Beneath this task are records; print exactly the stretch of them from the line with "graph[i].push(j);" through the line with "sentence's highest count.", both ends included.

[Collected data entries]

---+---

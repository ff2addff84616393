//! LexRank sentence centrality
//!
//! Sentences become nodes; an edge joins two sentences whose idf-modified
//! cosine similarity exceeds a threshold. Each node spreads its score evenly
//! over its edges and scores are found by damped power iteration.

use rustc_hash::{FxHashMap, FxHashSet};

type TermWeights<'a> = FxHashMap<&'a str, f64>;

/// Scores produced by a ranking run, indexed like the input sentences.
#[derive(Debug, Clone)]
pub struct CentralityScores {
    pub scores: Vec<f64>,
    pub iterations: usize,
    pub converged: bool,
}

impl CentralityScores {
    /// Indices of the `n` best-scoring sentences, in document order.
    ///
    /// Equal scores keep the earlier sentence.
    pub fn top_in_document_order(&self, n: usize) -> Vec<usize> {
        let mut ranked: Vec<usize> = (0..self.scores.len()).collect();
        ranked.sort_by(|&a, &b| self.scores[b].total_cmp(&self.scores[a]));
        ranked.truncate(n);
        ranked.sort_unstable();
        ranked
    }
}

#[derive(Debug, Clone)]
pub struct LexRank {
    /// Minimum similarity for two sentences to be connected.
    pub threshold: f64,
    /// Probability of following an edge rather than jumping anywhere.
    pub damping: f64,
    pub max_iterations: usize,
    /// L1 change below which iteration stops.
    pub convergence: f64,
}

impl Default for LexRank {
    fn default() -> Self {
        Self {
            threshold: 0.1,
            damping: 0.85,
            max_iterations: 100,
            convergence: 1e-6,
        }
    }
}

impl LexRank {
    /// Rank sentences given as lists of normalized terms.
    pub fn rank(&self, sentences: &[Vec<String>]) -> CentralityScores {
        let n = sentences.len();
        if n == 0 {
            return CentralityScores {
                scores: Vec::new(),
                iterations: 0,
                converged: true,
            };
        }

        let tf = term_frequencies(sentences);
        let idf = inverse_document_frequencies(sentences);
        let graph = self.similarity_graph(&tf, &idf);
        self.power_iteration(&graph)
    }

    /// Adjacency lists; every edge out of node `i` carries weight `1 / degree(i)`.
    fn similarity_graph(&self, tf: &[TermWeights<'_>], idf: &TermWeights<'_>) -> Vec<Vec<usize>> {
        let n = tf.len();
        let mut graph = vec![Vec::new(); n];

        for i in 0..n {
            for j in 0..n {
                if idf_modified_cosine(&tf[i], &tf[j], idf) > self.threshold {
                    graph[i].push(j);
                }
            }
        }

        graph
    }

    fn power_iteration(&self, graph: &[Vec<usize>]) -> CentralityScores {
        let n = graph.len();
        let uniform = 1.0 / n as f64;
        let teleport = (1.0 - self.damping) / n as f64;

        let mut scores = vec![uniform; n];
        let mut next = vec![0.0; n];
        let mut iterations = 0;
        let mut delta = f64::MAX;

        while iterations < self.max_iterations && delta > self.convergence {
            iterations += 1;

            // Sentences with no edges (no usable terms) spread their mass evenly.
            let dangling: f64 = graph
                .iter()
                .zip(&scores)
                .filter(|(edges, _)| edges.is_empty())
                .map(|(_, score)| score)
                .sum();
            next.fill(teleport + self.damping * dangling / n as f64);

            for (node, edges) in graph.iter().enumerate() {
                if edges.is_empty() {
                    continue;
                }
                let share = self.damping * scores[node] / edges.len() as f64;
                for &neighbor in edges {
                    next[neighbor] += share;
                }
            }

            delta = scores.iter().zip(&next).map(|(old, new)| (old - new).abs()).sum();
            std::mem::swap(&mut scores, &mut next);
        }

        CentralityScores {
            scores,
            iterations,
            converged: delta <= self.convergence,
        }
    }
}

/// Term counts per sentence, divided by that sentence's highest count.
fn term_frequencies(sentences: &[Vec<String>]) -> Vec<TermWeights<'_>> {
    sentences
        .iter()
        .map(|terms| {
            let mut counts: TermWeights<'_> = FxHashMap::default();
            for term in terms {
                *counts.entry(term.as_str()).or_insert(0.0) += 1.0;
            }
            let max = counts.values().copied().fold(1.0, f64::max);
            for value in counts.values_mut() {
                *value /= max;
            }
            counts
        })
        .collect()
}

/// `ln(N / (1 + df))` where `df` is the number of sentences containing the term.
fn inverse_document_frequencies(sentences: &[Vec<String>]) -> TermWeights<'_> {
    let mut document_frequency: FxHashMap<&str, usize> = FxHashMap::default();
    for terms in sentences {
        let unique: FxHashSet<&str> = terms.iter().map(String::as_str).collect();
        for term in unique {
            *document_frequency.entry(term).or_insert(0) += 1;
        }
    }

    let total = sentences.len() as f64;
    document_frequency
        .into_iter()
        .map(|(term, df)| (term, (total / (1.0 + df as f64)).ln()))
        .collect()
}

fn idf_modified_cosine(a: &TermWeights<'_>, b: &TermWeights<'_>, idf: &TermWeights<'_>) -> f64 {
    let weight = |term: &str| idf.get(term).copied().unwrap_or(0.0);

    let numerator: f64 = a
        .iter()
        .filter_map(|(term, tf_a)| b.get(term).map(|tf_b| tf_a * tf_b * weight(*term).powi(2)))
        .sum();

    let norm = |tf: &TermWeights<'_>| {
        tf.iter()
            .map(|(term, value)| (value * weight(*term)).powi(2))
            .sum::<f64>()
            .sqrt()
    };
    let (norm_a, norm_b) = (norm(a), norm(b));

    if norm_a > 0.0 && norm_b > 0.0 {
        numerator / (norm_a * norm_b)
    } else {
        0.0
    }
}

---+---

_EXPECTED ANSWER_.
                    graph[i].push(j);
                }
            }
        }

        graph
    }

    fn power_iteration(&self, graph: &[Vec<usize>]) -> CentralityScores {
        let n = graph.len();
        let uniform = 1.0 / n as f64;
        let teleport = (1.0 - self.damping) / n as f64;

        let mut scores = vec![uniform; n];
        let mut next = vec![0.0; n];
        let mut iterations = 0;
        let mut delta = f64::MAX;

        while iterations < self.max_iterations && delta > self.convergence {
            iterations += 1;

            // Sentences with no edges (no usable terms) spread their mass evenly.
            let dangling: f64 = graph
                .iter()
                .zip(&scores)
                .filter(|(edges, _)| edges.is_empty())
                .map(|(_, score)| score)
                .sum();
            next.fill(teleport + self.damping * dangling / n as f64);

            for (node, edges) in graph.iter().enumerate() {
                if edges.is_empty() {
                    continue;
                }
                let share = self.damping * scores[node] / edges.len() as f64;
                for &neighbor in edges {
                    next[neighbor] += share;
                }
            }

            delta = scores.iter().zip(&next).map(|(old, new)| (old - new).abs()).sum();
            std::mem::swap(&mut scores, &mut next);
        }

        CentralityScores {
            scores,
            iterations,
            converged: delta <= self.convergence,
        }
    }
}

/// Term counts per sentence, divided by that sentence's highest count.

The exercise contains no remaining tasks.